┌─ Material supplied

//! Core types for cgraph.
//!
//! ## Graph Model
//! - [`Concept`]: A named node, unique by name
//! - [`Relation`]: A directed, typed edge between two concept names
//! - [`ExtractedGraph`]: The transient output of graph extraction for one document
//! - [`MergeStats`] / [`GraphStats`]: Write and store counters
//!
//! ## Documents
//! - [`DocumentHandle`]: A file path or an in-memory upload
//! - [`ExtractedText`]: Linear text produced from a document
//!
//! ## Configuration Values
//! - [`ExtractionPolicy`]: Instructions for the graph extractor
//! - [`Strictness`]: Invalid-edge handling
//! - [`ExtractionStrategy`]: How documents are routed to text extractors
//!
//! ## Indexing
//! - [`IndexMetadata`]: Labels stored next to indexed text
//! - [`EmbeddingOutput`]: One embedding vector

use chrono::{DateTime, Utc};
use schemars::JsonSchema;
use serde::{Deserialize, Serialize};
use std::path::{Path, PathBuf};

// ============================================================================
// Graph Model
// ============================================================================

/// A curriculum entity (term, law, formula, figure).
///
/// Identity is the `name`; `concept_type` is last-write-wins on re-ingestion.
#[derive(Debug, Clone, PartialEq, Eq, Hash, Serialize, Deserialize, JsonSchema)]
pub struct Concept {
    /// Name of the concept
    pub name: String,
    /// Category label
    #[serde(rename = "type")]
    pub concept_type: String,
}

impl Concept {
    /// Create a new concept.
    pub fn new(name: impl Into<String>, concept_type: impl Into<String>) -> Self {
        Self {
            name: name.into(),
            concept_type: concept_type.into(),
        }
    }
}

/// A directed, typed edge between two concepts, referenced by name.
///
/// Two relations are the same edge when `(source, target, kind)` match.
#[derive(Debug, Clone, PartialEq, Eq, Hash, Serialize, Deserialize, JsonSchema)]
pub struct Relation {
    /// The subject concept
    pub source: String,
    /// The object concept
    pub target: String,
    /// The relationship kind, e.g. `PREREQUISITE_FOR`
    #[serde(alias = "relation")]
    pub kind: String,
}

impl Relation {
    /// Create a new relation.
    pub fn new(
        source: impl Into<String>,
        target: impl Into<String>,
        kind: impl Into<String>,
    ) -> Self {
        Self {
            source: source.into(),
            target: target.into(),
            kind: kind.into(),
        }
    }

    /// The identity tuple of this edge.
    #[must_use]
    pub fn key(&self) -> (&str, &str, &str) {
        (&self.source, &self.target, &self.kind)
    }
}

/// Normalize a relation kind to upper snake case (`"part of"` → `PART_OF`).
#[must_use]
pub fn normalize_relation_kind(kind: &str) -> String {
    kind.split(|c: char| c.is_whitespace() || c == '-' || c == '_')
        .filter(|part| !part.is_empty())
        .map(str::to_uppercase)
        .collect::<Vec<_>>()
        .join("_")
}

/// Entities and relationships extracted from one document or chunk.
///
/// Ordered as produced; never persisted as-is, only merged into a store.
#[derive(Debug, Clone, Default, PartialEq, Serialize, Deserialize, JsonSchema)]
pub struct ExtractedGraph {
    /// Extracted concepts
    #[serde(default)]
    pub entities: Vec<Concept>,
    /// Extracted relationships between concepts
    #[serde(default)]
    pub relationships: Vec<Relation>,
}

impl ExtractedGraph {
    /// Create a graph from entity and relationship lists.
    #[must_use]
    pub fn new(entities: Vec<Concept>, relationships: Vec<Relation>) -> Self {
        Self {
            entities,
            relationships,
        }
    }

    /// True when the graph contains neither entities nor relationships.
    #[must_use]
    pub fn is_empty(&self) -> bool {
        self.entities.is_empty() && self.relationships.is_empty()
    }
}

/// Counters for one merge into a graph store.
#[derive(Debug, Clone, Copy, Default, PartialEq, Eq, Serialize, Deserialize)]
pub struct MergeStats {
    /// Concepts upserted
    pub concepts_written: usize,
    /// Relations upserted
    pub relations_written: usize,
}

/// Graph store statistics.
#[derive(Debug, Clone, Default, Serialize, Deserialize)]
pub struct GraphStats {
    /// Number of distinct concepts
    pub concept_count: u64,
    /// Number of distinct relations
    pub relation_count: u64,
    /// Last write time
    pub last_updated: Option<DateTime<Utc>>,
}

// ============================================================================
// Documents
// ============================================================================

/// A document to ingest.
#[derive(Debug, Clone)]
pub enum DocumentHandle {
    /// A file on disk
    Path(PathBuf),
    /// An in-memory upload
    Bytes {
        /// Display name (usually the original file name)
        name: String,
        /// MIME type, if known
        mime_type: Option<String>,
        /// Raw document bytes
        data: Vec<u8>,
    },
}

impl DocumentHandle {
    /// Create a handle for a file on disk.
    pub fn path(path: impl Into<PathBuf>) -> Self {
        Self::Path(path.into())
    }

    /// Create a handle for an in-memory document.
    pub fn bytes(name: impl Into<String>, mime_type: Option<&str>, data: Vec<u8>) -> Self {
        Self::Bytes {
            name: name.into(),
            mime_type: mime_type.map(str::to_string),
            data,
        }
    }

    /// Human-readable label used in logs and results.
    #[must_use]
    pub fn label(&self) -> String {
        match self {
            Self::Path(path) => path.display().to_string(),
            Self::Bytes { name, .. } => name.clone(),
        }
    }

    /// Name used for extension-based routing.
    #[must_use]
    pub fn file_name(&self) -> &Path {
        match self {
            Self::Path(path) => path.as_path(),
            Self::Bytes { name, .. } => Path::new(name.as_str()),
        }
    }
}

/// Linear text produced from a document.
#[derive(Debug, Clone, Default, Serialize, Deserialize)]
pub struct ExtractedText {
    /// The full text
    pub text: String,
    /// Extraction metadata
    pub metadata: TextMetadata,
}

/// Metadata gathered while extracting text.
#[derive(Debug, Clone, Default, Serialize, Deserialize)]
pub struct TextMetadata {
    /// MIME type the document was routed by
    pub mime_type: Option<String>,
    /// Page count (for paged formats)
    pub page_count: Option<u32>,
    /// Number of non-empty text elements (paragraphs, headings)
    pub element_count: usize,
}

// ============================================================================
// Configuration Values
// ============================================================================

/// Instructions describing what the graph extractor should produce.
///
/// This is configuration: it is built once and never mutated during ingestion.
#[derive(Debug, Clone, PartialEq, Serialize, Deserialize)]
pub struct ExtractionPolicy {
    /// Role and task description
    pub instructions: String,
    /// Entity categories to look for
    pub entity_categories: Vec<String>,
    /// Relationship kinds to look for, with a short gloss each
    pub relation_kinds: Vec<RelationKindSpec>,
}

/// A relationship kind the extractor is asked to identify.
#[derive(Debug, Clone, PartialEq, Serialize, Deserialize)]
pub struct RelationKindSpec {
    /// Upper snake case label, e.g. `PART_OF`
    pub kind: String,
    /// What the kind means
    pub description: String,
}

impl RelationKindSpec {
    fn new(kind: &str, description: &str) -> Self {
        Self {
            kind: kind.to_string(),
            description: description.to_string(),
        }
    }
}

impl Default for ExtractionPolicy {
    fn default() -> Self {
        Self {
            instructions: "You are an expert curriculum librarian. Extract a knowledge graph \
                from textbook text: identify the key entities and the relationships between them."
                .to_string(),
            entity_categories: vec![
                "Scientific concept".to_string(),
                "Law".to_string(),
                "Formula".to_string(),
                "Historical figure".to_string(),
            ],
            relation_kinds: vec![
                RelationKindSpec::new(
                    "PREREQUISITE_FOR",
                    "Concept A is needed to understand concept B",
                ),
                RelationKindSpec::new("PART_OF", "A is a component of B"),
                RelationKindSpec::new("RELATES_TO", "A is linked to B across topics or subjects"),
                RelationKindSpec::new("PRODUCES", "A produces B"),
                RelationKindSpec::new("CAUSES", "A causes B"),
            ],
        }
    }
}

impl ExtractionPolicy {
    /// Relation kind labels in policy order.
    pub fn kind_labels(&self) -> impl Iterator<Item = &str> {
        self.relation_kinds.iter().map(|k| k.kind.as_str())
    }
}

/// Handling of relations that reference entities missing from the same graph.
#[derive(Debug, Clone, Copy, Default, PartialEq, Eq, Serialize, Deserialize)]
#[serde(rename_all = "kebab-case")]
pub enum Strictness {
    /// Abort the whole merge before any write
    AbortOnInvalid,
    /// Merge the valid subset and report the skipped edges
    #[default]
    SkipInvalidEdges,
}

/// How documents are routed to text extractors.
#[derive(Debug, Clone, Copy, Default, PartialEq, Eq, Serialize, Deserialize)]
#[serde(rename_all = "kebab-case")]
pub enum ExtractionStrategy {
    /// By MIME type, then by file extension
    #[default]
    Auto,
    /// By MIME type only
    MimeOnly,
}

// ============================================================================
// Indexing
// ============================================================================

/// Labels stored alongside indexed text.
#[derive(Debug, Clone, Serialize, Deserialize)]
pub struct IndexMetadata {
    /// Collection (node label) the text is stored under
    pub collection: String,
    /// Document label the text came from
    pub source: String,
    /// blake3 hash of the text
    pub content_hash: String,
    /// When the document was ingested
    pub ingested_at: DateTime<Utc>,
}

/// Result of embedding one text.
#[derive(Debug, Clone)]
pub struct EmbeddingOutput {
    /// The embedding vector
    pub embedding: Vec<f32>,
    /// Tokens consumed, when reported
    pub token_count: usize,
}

└─
┌─ Material supplied

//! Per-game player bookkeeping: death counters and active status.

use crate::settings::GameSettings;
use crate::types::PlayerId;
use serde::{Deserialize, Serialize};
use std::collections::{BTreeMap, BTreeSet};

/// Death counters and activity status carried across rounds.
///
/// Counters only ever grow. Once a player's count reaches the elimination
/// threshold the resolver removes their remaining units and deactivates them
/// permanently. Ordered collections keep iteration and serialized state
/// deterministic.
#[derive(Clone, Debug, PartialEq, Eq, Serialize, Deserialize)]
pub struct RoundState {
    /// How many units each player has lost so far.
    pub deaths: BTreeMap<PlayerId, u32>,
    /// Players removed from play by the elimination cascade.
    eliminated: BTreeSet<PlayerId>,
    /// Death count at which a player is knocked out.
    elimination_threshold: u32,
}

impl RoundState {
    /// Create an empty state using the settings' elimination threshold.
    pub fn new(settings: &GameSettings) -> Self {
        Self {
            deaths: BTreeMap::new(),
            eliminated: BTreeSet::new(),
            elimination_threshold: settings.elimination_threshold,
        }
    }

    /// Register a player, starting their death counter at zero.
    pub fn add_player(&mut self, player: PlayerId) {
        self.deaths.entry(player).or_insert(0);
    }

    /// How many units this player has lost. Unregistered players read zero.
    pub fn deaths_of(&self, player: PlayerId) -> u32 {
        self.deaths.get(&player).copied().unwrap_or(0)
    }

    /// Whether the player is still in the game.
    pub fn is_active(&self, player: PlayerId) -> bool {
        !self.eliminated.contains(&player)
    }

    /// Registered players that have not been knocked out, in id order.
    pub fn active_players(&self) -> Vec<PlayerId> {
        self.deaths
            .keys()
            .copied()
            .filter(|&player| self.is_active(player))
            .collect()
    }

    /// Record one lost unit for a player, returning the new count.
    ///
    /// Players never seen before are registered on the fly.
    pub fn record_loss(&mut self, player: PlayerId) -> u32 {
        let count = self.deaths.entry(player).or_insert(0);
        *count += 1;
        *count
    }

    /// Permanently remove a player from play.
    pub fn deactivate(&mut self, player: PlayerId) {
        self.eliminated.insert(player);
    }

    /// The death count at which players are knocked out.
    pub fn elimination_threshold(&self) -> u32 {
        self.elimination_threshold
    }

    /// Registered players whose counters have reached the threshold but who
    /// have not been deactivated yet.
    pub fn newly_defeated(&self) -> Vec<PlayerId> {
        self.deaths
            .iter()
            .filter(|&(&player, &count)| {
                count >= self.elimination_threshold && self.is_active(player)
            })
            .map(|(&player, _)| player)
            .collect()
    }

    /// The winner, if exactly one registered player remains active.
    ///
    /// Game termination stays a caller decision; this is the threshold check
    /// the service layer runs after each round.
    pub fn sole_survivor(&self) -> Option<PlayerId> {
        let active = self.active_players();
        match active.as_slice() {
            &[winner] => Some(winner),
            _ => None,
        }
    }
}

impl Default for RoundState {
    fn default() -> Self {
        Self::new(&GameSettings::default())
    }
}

└─

## Instructions for the task
In the entries above, one line contains "types for cgraph." and another contains "for one document". Reproduce exactly those two lines and the lines between them, nothing else.

## Task result
//! Core types for cgraph.
//!
//! ## Graph Model
//! - [`Concept`]: A named node, unique by name
//! - [`Relation`]: A directed, typed edge between two concept names
//! - [`ExtractedGraph`]: The transient output of graph extraction for one document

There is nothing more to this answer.